“In the beginning, we became a part of the Opry because it was kind of luck, for us obviously. We had performed on a TV show back in ’03 called Dance Fever, and after that we got a gig in Las Vegas. The Las Vegas gig just didn’t fit us very well and we decided to up and leave that. We left on good terms.
“Calvin at that point of time was looking for something new and fresh for his show here at the Opry. We hadn’t seen the show yet. He ended up contacting our producer from Vegas, and our producer from Vegas recommended us. So at that point we came down for a two-week trial basis to see if we enjoyed the show, see if we fit his show, see if they enjoyed us being in his show. I think after about three or four days, we fell in love with the place. I think they really dig what we do; I think we add something to show, so it’s almost like… it’s corny, but it’s almost like it’s a match made in heaven. We love being here, and they treat us so well. We give that respect back to them and try to treat them the same way. This is the perfect spot for us.
“I think the big thing that makes us different is people have a huge stereotype of clogging. They think ‘poodle skirts,’ and hillbilly-type music and that is so not it. So when they see us, and they hear the clog, they don’t attribute those two together. On America’s Got Talent last year they kept making comments about how we looked like manly men, like boys, and I think that’s a big draw. You just don’t see guys, especially a group of guys, doing this type of dance and style that we choose to do it in.

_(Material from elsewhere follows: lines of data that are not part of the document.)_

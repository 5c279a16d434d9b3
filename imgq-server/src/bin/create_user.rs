//! imgq-create-user - provision an account from the command line
//!
//! Typically used once to create the first administrator.

use anyhow::{bail, Context, Result};
use clap::Parser;
use imgq_common::config::{CompiledDefaults, TomlConfig};
use imgq_common::db::init_database;
use imgq_common::{Error, Role};
use imgq_server::services::AccessGate;
use std::path::PathBuf;
use tracing::info;

/// Command-line arguments for imgq-create-user
#[derive(Parser, Debug)]
#[command(name = "imgq-create-user")]
#[command(about = "Create an imgq account", long_about = None)]
#[command(version)]
struct Args {
    /// Login name
    username: String,

    /// Password
    password: String,

    /// admin or annotator
    #[arg(long, default_value = "admin")]
    role: String,

    /// TOML config file
    #[arg(short, long, env = "IMGQ_CONFIG")]
    config: Option<PathBuf>,

    /// SQLite database file
    #[arg(short, long, env = "IMGQ_DATABASE")]
    database: Option<PathBuf>,
}

#[tokio::main]
async fn main() -> Result<()> {
    tracing_subscriber::fmt()
        .with_env_filter(
            tracing_subscriber::EnvFilter::from_default_env()
                .add_directive(tracing::Level::INFO.into()),
        )
        .init();

    let args = Args::parse();
    let role: Role = args.role.parse().context("Invalid role")?;

    let file = TomlConfig::load_or_default(args.config.as_deref())?;
    let database_path = args
        .database
        .or(file.database_path)
        .unwrap_or_else(|| CompiledDefaults::for_current_platform().database_path);

    let pool = init_database(&database_path)
        .await
        .with_context(|| format!("Failed to open {}", database_path.display()))?;

    match AccessGate::new(pool).create_user(&args.username, &args.password, role).await {
        Ok(user) => {
            info!("User '{}' created ({}, id {})", user.username, user.role, user.id);
            Ok(())
        }
        Err(Error::Conflict(_)) => bail!("User '{}' already exists", args.username),
        Err(e) => Err(e.into()),
    }
}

“Now, our advice for kids coming up in the dance world – I think we said this several times on America’s Got Talent last year: We’ve been told no a thousand times, and we’ve only been told yes a few. You just can’t let those discouraging words get to you, and you can’t let that bring you down.” "Now, I think we've put a different spin on a very traditional dance, and it's ended up working out for us, and we've been extremely lucky for that."